§ Information provided
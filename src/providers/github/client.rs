use async_trait::async_trait;
use log::{debug, warn};
use reqwest::header::{HeaderValue, ACCEPT};
use reqwest::Client;
use url::Url;

use crate::error::{LauncherError, Result};
use crate::updater::{LauncherRelease, ReleaseAsset, ReleaseSource};

use super::types::GitHubRelease;

/// Looks up the latest launcher release of a GitHub repository.
#[derive(Clone)]
pub struct GitHubReleaseSource {
    /// HTTP client
    client: Client,
    /// Base URL for GitHub API
    api_url: Url,
    /// Repository owner
    owner: String,
    /// Repository name
    repo: String,
}

impl GitHubReleaseSource {
    /// Create a new release source.
    ///
    /// # Arguments
    ///
    /// * `api_url` - GitHub API base URL (e.g., "https://api.github.com")
    /// * `repository` - Repository path in format "owner/repo"
    /// * `client` - HTTP client to issue requests with
    ///
    /// # Errors
    ///
    /// Returns an error if the API URL is invalid or the repository path is
    /// not of the form "owner/repo".
    pub fn new(api_url: &str, repository: &str, client: Client) -> Result<Self> {
        let (owner, repo) = match repository.split('/').collect::<Vec<_>>().as_slice() {
            [owner, repo] if !owner.is_empty() && !repo.is_empty() => {
                ((*owner).to_string(), (*repo).to_string())
            }
            _ => {
                return Err(LauncherError::Config(format!(
                    "Repository must be in format 'owner/repo', got '{repository}'"
                )))
            }
        };

        let mut api_url = Url::parse(api_url)
            .map_err(|e| LauncherError::Config(format!("Invalid GitHub API URL: {e}")))?;
        if !api_url.path().ends_with('/') {
            let path = format!("{}/", api_url.path());
            api_url.set_path(&path);
        }

        Ok(Self {
            client,
            api_url,
            owner,
            repo,
        })
    }

    fn latest_release_url(&self) -> Result<Url> {
        Ok(self
            .api_url
            .join(&format!("repos/{}/{}/releases/latest", self.owner, self.repo))?)
    }

    async fn fetch_latest(&self) -> Result<GitHubRelease> {
        let url = self.latest_release_url()?;
        debug!("GET {url}");

        let response = self
            .client
            .get(url.clone())
            .header(ACCEPT, HeaderValue::from_static("application/vnd.github+json"))
            .send()
            .await?;

        let status = response.status();
        if !status.is_success() {
            return Err(LauncherError::Api {
                status: status.as_u16(),
                url: url.to_string(),
            });
        }

        Ok(response.json().await?)
    }
}

#[async_trait]
impl ReleaseSource for GitHubReleaseSource {
    async fn latest_release(&self) -> Option<LauncherRelease> {
        let release = match self.fetch_latest().await {
            Ok(release) => release,
            Err(e) => {
                warn!(
                    "Could not fetch latest release of {}/{}: {e}",
                    self.owner, self.repo
                );
                return None;
            }
        };

        if release.draft || release.prerelease {
            debug!("Ignoring unpublished release {}", release.tag_name);
            return None;
        }

        Some(convert_release(release))
    }
}

fn convert_release(release: GitHubRelease) -> LauncherRelease {
    let assets = release
        .assets
        .into_iter()
        .filter_map(|asset| match Url::parse(&asset.browser_download_url) {
            Ok(download_url) => Some(ReleaseAsset {
                name: asset.name,
                download_url,
                size: asset.size,
            }),
            Err(e) => {
                debug!("Dropping asset '{}' with invalid URL: {e}", asset.name);
                None
            }
        })
        .collect();

    let name = release
        .name
        .filter(|name| !name.trim().is_empty())
        .unwrap_or_else(|| release.tag_name.clone());

    LauncherRelease {
        name,
        changelog: release.body.unwrap_or_default(),
        page_url: release.html_url.and_then(|u| Url::parse(&u).ok()),
        published_at: release.published_at,
        assets,
        tag: release.tag_name,
    }
}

§ Action item
Only the lines from the beginning of the material above through the line with "issue requests with" are wanted; extract them exactly.

§ Result of the task
filename src/providers/github/client.rs
use async_trait::async_trait;
use log::{debug, warn};
use reqwest::header::{HeaderValue, ACCEPT};
use reqwest::Client;
use url::Url;

use crate::error::{LauncherError, Result};
use crate::updater::{LauncherRelease, ReleaseAsset, ReleaseSource};

use super::types::GitHubRelease;

/// Looks up the latest launcher release of a GitHub repository.
#[derive(Clone)]
pub struct GitHubReleaseSource {
    /// HTTP client
    client: Client,
    /// Base URL for GitHub API
    api_url: Url,
    /// Repository owner
    owner: String,
    /// Repository name
    repo: String,
}

impl GitHubReleaseSource {
    /// Create a new release source.
    ///
    /// # Arguments
    ///
    /// * `api_url` - GitHub API base URL (e.g., "https://api.github.com")
    /// * `repository` - Repository path in format "owner/repo"
    /// * `client` - HTTP client to issue requests with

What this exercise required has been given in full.